#### Problem statement
Exact reproduction of every entry is required.

[Collected data entries]

[Start of Attachment]

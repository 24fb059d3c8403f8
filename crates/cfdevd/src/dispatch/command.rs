//! Reading the command frame that follows the handshake.

use std::io::Read;

use cfdev_protocol::{Command, CommandCode};

use super::DispatchError;

/// Reads the command byte and exactly the payload that code requires.
pub(crate) fn read_command<R>(stream: &mut R) -> Result<Command, DispatchError>
where
    R: Read,
{
    let mut code = [0_u8; 1];
    stream
        .read_exact(&mut code)
        .map_err(|error| DispatchError::from_read(error, DispatchError::MissingCommand))?;
    let [byte] = code;
    let code = CommandCode::from_byte(byte);

    let mut payload = vec![0_u8; code.payload_len()];
    stream
        .read_exact(&mut payload)
        .map_err(|error| DispatchError::from_read(error, DispatchError::TruncatedPayload { code }))?;
    Ok(Command::decode(code, &payload)?)
}
//! Helper bootstrap: configuration, telemetry, and socket directory.

use std::ffi::OsString;
use std::sync::Arc;

use ortho_config::{OrthoConfig, OrthoError};
use thiserror::Error;

use cfdev_config::{Config, SocketPreparationError, prepare_socket_directory};

use crate::health::HealthReporter;
use crate::telemetry::{self, TelemetryError, TelemetryHandle};

/// Trait abstracting configuration loading for testability.
pub trait ConfigLoader: Send + Sync {
    /// Loads the helper configuration.
    fn load(&self) -> Result<Config, Arc<OrthoError>>;
}

/// Loader that layers defaults, the configuration file, `CFDEVD_*`
/// environment variables, and the supplied command-line flags.
#[derive(Debug, Default, Clone)]
pub struct SystemConfigLoader {
    args: Vec<OsString>,
}

impl SystemConfigLoader {
    /// Builds a loader over `args`, whose first element is the program name.
    #[must_use]
    pub const fn new(args: Vec<OsString>) -> Self {
        Self { args }
    }
}

impl ConfigLoader for SystemConfigLoader {
    fn load(&self) -> Result<Config, Arc<OrthoError>> {
        if self.args.is_empty() {
            Config::load()
        } else {
            Config::load_from_iter(self.args.iter().cloned())
        }
    }
}

/// Loader that always yields a fixed configuration.
#[derive(Debug, Clone)]
pub struct StaticConfigLoader {
    config: Config,
}

impl StaticConfigLoader {
    /// Wraps `config`.
    #[must_use]
    pub const fn new(config: Config) -> Self {
        Self { config }
    }
}

impl ConfigLoader for StaticConfigLoader {
    fn load(&self) -> Result<Config, Arc<OrthoError>> {
        Ok(self.config.clone())
    }
}

/// Errors surfaced during bootstrap.
#[derive(Debug, Error)]
pub enum BootstrapError {
    /// Configuration failed to load.
    #[error("failed to load configuration: {source}")]
    Configuration {
        /// Underlying loader error.
        #[source]
        source: Arc<OrthoError>,
    },
    /// Telemetry initialisation failed.
    #[error("failed to initialise telemetry: {source}")]
    Telemetry {
        /// Underlying telemetry error.
        #[source]
        source: TelemetryError,
    },
    /// Socket preparation failed.
    #[error("failed to prepare helper socket: {source}")]
    Socket {
        /// Filesystem error reported while preparing the socket directory.
        #[source]
        source: SocketPreparationError,
    },
}

/// Outcome of a successful bootstrap.
#[derive(Debug)]
pub struct Bootstrapped {
    config: Config,
    telemetry: TelemetryHandle,
}

impl Bootstrapped {
    /// Accessor for the resolved configuration.
    #[must_use]
    pub const fn config(&self) -> &Config {
        &self.config
    }

    /// Accessor for the telemetry handle.
    #[must_use]
    pub const fn telemetry(&self) -> TelemetryHandle {
        self.telemetry
    }

    /// Consumes the bootstrap result, yielding its configuration.
    #[must_use]
    pub fn into_config(self) -> Config {
        self.config
    }
}

/// Loads configuration, installs telemetry, and prepares the socket
/// directory, reporting each outcome to `reporter`.
pub fn bootstrap_with(
    loader: &dyn ConfigLoader,
    reporter: &dyn HealthReporter,
) -> Result<Bootstrapped, BootstrapError> {
    reporter.bootstrap_starting();

    let result = loader
        .load()
        .map_err(|source| BootstrapError::Configuration { source })
        .and_then(|config| {
            let telemetry = telemetry::initialise(&config)
                .map_err(|source| BootstrapError::Telemetry { source })?;
            prepare_socket_directory(config.daemon_socket())
                .map_err(|source| BootstrapError::Socket { source })?;
            Ok(Bootstrapped { config, telemetry })
        });

    match &result {
        Ok(bootstrapped) => reporter.bootstrap_succeeded(bootstrapped.config()),
        Err(error) => reporter.bootstrap_failed(error),
    }
    result
}
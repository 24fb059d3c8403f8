//! Invocation of host administration tools.
//!
//! Loopback aliasing and service registration both shell out to the tools the
//! operating system ships for those jobs (`ifconfig`, `ip`, `launchctl`,
//! `systemctl`). This module runs them with captured output so failures carry
//! the tool's own diagnostics.

use std::io;
use std::process::{Command, ExitStatus, Output};

use thiserror::Error;
use tracing::debug;

const HOST_TARGET: &str = concat!(env!("CARGO_PKG_NAME"), "::host");

/// Errors produced when a host tool cannot be run or reports failure.
#[derive(Debug, Error)]
pub enum HostCommandError {
    /// The tool could not be started.
    #[error("failed to run {program}: {source}")]
    Spawn {
        /// Tool that failed to start.
        program: String,
        /// Underlying IO error.
        #[source]
        source: io::Error,
    },
    /// The tool exited unsuccessfully.
    #[error("{command} exited with {status}: {stderr}")]
    Failed {
        /// Full command line, for diagnostics.
        command: String,
        /// Exit status reported by the tool.
        status: ExitStatus,
        /// Trimmed standard error output.
        stderr: String,
    },
}

impl HostCommandError {
    /// Returns the tool's standard error output when it ran and failed.
    #[must_use]
    pub fn stderr(&self) -> Option<&str> {
        match self {
            Self::Failed { stderr, .. } => Some(stderr),
            Self::Spawn { .. } => None,
        }
    }
}

/// Runs `program` with `args`, succeeding only on a zero exit status.
pub(crate) fn run<S>(program: &str, args: &[S]) -> Result<(), HostCommandError>
where
    S: AsRef<str>,
{
    let command_line = render_command_line(program, args);
    debug!(target: HOST_TARGET, command = %command_line, "running host command");
    let output = Command::new(program)
        .args(args.iter().map(AsRef::as_ref))
        .output()
        .map_err(|source| HostCommandError::Spawn {
            program: program.to_owned(),
            source,
        })?;
    check_output(command_line, &output)
}

fn check_output(command: String, output: &Output) -> Result<(), HostCommandError> {
    if output.status.success() {
        return Ok(());
    }
    Err(HostCommandError::Failed {
        command,
        status: output.status,
        stderr: String::from_utf8_lossy(&output.stderr).trim().to_owned(),
    })
}

fn render_command_line<S>(program: &str, args: &[S]) -> String
where
    S: AsRef<str>,
{
    let mut line = program.to_owned();
    for arg in args {
        line.push(' ');
        line.push_str(arg.as_ref());
    }
    line
}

[End of Attachment]

#### Output for this exercise
repository 24fb059d3c8403f8
filename crates/cfdevd/src/dispatch/command.rs
//! Reading the command frame that follows the handshake.

use std::io::Read;

use cfdev_protocol::{Command, CommandCode};

use super::DispatchError;

/// Reads the command byte and exactly the payload that code requires.
pub(crate) fn read_command<R>(stream: &mut R) -> Result<Command, DispatchError>
where
    R: Read,
{
    let mut code = [0_u8; 1];
    stream
        .read_exact(&mut code)
        .map_err(|error| DispatchError::from_read(error, DispatchError::MissingCommand))?;
    let [byte] = code;
    let code = CommandCode::from_byte(byte);

    let mut payload = vec![0_u8; code.payload_len()];
    stream
        .read_exact(&mut payload)
        .map_err(|error| DispatchError::from_read(error, DispatchError::TruncatedPayload { code }))?;
    Ok(Command::decode(code, &payload)?)
}
//! Helper bootstrap: configuration, telemetry, and socket directory.

use std::ffi::OsString;
use std::sync::Arc;

use ortho_config::{OrthoConfig, OrthoError};
use thiserror::Error;

use cfdev_config::{Config, SocketPreparationError, prepare_socket_directory};

use crate::health::HealthReporter;
use crate::telemetry::{self, TelemetryError, TelemetryHandle};

/// Trait abstracting configuration loading for testability.
pub trait ConfigLoader: Send + Sync {
    /// Loads the helper configuration.
    fn load(&self) -> Result<Config, Arc<OrthoError>>;
}

/// Loader that layers defaults, the configuration file, `CFDEVD_*`
/// environment variables, and the supplied command-line flags.
#[derive(Debug, Default, Clone)]
pub struct SystemConfigLoader {
    args: Vec<OsString>,
}

impl SystemConfigLoader {
    /// Builds a loader over `args`, whose first element is the program name.
    #[must_use]
    pub const fn new(args: Vec<OsString>) -> Self {
        Self { args }
    }
}

impl ConfigLoader for SystemConfigLoader {
    fn load(&self) -> Result<Config, Arc<OrthoError>> {
        if self.args.is_empty() {
            Config::load()
        } else {
            Config::load_from_iter(self.args.iter().cloned())
        }
    }
}

/// Loader that always yields a fixed configuration.
#[derive(Debug, Clone)]
pub struct StaticConfigLoader {
    config: Config,
}

impl StaticConfigLoader {
    /// Wraps `config`.
    #[must_use]
    pub const fn new(config: Config) -> Self {
        Self { config }
    }
}

impl ConfigLoader for StaticConfigLoader {
    fn load(&self) -> Result<Config, Arc<OrthoError>> {
        Ok(self.config.clone())
    }
}

/// Errors surfaced during bootstrap.
#[derive(Debug, Error)]
pub enum BootstrapError {
    /// Configuration failed to load.
    #[error("failed to load configuration: {source}")]
    Configuration {
        /// Underlying loader error.
        #[source]
        source: Arc<OrthoError>,
    },
    /// Telemetry initialisation failed.
    #[error("failed to initialise telemetry: {source}")]
    Telemetry {
        /// Underlying telemetry error.
        #[source]
        source: TelemetryError,
    },
    /// Socket preparation failed.
    #[error("failed to prepare helper socket: {source}")]
    Socket {
        /// Filesystem error reported while preparing the socket directory.
        #[source]
        source: SocketPreparationError,
    },
}

/// Outcome of a successful bootstrap.
#[derive(Debug)]
pub struct Bootstrapped {
    config: Config,
    telemetry: TelemetryHandle,
}

impl Bootstrapped {
    /// Accessor for the resolved configuration.
    #[must_use]
    pub const fn config(&self) -> &Config {
        &self.config
    }

    /// Accessor for the telemetry handle.
    #[must_use]
    pub const fn telemetry(&self) -> TelemetryHandle {
        self.telemetry
    }

    /// Consumes the bootstrap result, yielding its configuration.
    #[must_use]
    pub fn into_config(self) -> Config {
        self.config
    }
}

/// Loads configuration, installs telemetry, and prepares the socket
/// directory, reporting each outcome to `reporter`.
pub fn bootstrap_with(
    loader: &dyn ConfigLoader,
    reporter: &dyn HealthReporter,
) -> Result<Bootstrapped, BootstrapError> {
    reporter.bootstrap_starting();

    let result = loader
        .load()
        .map_err(|source| BootstrapError::Configuration { source })
        .and_then(|config| {
            let telemetry = telemetry::initialise(&config)
                .map_err(|source| BootstrapError::Telemetry { source })?;
            prepare_socket_directory(config.daemon_socket())
                .map_err(|source| BootstrapError::Socket { source })?;
            Ok(Bootstrapped { config, telemetry })
        });

    match &result {
        Ok(bootstrapped) => reporter.bootstrap_succeeded(bootstrapped.config()),
        Err(error) => reporter.bootstrap_failed(error),
    }
    result
}
repository 24fb059d3c8403f8
//! Invocation of host administration tools.
//!
//! Loopback aliasing and service registration both shell out to the tools the
//! operating system ships for those jobs (`ifconfig`, `ip`, `launchctl`,
//! `systemctl`). This module runs them with captured output so failures carry
//! the tool's own diagnostics.

use std::io;
use std::process::{Command, ExitStatus, Output};

use thiserror::Error;
use tracing::debug;

const HOST_TARGET: &str = concat!(env!("CARGO_PKG_NAME"), "::host");

/// Errors produced when a host tool cannot be run or reports failure.
#[derive(Debug, Error)]
pub enum HostCommandError {
    /// The tool could not be started.
    #[error("failed to run {program}: {source}")]
    Spawn {
        /// Tool that failed to start.
        program: String,
        /// Underlying IO error.
        #[source]
        source: io::Error,
    },
    /// The tool exited unsuccessfully.
    #[error("{command} exited with {status}: {stderr}")]
    Failed {
        /// Full command line, for diagnostics.
        command: String,
        /// Exit status reported by the tool.
        status: ExitStatus,
        /// Trimmed standard error output.
        stderr: String,
    },
}

impl HostCommandError {
    /// Returns the tool's standard error output when it ran and failed.
    #[must_use]
    pub fn stderr(&self) -> Option<&str> {
        match self {
            Self::Failed { stderr, .. } => Some(stderr),
            Self::Spawn { .. } => None,
        }
    }
}

/// Runs `program` with `args`, succeeding only on a zero exit status.
pub(crate) fn run<S>(program: &str, args: &[S]) -> Result<(), HostCommandError>
where
    S: AsRef<str>,
{
    let command_line = render_command_line(program, args);
    debug!(target: HOST_TARGET, command = %command_line, "running host command");
    let output = Command::new(program)
        .args(args.iter().map(AsRef::as_ref))
        .output()
        .map_err(|source| HostCommandError::Spawn {
            program: program.to_owned(),
            source,
        })?;
    check_output(command_line, &output)
}

fn check_output(command: String, output: &Output) -> Result<(), HostCommandError> {
    if output.status.success() {
        return Ok(());
    }
    Err(HostCommandError::Failed {
        command,
        status: output.status,
        stderr: String::from_utf8_lossy(&output.stderr).trim().to_owned(),
    })
}

fn render_command_line<S>(program: &str, args: &[S]) -> String
where
    S: AsRef<str>,
{
    let mut line = program.to_owned();
    for arg in args {
        line.push(' ');
        line.push_str(arg.as_ref());
    }
    line
}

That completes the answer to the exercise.